• _WHAT IS BEING ASKED_: Your answer must be one number: the count of lines below that hold the word "push".

• _DATA PROVIDED_:
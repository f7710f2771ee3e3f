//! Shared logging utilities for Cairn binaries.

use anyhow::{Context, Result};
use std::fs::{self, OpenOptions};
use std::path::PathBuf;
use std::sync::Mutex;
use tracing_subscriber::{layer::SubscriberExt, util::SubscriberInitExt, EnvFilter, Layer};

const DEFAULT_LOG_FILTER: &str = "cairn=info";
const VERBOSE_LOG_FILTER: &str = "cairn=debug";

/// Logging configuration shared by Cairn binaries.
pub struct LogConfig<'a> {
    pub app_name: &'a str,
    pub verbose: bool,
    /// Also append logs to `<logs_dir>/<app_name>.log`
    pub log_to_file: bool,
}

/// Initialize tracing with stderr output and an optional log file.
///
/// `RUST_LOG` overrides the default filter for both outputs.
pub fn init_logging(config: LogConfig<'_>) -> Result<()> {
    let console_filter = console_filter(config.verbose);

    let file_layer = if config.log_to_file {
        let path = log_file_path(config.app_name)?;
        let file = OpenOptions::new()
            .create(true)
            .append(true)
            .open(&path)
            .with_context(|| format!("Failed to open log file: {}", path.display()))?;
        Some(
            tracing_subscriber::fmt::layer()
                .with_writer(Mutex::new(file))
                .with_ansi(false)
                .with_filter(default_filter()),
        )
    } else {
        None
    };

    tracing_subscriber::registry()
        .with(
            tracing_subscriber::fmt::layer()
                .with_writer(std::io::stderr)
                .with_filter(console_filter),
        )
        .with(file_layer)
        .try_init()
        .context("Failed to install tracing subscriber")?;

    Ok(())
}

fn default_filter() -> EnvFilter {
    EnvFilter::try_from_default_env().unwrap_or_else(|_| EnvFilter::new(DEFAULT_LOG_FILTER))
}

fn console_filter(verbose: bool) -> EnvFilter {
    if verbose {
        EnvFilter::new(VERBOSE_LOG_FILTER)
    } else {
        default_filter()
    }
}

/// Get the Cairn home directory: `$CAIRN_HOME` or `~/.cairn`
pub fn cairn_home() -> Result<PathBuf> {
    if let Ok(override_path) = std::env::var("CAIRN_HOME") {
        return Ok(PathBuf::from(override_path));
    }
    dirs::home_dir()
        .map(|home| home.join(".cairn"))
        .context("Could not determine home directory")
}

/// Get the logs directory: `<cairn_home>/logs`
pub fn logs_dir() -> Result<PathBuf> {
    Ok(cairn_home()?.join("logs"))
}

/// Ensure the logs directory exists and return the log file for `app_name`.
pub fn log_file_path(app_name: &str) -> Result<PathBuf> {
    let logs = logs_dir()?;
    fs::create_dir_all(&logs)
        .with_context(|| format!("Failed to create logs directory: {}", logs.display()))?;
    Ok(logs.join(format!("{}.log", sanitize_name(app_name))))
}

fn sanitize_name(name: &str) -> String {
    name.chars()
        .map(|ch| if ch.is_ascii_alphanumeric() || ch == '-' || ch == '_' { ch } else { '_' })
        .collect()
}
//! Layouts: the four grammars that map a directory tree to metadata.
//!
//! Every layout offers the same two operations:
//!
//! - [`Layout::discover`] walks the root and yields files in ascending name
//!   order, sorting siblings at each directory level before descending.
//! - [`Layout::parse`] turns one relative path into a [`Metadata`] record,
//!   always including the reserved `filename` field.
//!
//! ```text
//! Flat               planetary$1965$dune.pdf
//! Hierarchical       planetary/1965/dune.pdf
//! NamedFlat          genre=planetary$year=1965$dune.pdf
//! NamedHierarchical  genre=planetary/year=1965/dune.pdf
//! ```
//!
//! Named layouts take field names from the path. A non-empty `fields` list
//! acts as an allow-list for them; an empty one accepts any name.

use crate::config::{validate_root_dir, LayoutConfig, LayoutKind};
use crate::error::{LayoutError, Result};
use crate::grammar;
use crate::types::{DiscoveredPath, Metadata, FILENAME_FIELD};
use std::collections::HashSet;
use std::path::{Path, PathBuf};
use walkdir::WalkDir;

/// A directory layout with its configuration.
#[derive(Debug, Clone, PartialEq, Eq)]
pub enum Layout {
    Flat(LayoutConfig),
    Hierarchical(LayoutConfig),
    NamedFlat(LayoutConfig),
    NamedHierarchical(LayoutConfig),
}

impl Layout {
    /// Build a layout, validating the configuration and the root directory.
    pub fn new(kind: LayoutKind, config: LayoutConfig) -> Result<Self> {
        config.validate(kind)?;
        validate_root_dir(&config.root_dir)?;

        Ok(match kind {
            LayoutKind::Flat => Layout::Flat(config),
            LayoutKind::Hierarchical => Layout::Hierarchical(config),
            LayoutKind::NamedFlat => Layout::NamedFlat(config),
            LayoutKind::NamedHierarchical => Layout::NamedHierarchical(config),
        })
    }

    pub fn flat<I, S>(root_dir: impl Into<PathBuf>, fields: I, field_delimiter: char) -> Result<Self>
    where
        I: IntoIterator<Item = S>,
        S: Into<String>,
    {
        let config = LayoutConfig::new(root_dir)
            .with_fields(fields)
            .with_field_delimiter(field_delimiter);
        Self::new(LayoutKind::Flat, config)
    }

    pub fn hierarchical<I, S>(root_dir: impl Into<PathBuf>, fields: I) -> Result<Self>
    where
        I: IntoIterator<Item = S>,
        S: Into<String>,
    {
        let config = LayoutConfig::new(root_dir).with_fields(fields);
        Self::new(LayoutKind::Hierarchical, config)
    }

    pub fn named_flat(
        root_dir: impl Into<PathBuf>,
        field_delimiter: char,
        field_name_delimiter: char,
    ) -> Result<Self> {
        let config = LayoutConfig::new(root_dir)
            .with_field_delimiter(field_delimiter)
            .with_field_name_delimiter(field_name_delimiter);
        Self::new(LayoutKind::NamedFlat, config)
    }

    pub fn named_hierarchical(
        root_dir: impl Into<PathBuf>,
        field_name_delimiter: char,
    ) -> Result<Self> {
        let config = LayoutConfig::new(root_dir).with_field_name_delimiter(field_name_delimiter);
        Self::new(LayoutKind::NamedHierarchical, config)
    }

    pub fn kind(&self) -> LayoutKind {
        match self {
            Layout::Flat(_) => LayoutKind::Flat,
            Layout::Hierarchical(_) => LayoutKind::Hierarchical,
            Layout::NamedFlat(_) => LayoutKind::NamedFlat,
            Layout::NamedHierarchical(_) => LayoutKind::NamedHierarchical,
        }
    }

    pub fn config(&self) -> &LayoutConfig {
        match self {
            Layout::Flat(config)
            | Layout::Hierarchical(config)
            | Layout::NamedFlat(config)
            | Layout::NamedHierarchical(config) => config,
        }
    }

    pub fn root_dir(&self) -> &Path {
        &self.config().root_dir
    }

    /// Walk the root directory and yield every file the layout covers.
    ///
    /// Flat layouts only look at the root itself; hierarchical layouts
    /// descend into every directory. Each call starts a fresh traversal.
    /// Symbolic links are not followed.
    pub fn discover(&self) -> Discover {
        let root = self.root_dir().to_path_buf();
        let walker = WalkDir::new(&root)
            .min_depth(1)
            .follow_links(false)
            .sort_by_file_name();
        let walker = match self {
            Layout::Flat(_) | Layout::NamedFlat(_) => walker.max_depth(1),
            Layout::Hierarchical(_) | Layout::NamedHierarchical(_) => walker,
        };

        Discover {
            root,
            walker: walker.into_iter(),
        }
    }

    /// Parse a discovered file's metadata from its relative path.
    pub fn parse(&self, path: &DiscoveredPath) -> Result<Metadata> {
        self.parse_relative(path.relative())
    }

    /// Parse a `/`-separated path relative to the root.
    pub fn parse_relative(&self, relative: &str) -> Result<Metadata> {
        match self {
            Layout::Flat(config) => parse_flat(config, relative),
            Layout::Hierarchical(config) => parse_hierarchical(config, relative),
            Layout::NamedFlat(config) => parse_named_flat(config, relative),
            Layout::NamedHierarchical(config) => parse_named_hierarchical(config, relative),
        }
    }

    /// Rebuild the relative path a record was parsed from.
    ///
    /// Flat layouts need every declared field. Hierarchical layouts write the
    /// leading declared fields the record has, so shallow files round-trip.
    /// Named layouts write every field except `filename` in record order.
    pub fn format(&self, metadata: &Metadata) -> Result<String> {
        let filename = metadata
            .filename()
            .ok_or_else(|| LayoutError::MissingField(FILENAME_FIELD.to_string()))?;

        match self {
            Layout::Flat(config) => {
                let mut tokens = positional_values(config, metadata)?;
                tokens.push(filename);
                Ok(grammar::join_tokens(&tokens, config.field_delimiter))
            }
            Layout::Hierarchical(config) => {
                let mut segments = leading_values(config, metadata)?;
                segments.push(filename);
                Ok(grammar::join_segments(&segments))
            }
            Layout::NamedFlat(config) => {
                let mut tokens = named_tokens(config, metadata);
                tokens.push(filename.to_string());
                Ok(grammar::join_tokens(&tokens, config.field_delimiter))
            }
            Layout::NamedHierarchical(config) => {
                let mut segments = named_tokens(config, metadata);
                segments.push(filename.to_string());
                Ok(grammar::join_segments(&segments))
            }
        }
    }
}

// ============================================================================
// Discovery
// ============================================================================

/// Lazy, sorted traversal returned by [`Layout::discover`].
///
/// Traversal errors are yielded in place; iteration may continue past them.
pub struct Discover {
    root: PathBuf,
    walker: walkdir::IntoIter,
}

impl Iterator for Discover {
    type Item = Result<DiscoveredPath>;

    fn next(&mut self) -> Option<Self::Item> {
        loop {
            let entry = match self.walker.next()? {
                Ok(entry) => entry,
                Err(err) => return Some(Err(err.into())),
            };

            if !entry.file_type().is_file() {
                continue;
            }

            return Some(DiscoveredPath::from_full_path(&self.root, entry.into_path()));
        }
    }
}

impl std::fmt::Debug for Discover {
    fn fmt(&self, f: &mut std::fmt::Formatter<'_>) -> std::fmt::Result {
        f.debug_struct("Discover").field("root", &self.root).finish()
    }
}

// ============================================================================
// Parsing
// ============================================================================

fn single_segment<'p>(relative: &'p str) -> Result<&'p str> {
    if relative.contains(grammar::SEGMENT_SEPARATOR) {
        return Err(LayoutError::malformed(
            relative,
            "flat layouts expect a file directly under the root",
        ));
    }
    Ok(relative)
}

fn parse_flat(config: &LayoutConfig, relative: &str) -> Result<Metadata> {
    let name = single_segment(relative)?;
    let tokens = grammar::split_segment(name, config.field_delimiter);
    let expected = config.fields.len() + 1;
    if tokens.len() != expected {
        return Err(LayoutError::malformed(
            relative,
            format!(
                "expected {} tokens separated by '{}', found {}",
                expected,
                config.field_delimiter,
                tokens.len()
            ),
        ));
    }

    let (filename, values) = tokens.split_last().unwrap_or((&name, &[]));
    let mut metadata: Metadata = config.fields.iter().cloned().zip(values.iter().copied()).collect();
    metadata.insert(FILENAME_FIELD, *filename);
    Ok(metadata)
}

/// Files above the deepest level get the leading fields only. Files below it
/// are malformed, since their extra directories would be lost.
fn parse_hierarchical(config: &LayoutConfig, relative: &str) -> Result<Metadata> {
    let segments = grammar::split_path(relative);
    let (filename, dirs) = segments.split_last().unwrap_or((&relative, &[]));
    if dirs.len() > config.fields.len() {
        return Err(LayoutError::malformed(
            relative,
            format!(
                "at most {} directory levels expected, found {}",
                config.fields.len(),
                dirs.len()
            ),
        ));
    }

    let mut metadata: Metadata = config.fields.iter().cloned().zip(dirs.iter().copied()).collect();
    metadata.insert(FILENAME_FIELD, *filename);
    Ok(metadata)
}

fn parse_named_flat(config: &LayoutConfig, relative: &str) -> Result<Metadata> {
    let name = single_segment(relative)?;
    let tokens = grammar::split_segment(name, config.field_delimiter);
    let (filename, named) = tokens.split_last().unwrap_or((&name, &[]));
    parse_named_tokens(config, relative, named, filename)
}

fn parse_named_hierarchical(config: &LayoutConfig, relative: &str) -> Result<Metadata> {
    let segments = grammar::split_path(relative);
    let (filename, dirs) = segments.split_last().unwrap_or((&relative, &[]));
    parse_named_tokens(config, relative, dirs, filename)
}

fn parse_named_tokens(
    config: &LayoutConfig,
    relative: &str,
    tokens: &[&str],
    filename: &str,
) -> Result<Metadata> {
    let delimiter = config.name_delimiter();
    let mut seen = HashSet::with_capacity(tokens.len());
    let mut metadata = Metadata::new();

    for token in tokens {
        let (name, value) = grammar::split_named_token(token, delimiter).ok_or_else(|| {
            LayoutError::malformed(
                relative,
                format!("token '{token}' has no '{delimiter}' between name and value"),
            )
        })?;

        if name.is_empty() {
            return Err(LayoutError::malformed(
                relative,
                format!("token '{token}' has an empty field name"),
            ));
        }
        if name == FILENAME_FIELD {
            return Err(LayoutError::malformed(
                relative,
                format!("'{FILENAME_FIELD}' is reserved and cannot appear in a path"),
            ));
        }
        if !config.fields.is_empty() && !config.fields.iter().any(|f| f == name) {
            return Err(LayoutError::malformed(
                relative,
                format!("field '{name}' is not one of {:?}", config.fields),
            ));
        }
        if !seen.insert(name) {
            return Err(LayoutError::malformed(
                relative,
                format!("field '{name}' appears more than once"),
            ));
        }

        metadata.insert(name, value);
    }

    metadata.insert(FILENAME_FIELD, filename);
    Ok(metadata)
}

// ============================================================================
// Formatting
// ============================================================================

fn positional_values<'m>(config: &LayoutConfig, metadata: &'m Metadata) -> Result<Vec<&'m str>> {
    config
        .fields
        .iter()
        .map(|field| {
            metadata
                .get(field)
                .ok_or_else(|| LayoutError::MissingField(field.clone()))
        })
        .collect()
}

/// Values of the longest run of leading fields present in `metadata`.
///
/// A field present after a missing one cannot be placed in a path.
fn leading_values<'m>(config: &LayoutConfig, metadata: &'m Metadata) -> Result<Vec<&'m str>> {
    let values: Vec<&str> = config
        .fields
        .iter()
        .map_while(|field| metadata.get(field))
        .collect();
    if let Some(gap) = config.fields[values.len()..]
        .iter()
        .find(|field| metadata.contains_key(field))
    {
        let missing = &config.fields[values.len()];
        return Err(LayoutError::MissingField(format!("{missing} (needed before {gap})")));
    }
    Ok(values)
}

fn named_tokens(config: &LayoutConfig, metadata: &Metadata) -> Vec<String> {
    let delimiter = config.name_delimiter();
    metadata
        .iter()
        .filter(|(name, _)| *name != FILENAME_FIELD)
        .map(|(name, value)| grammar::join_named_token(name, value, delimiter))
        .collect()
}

• _SOLUTION TO THE PROBLEM_: 4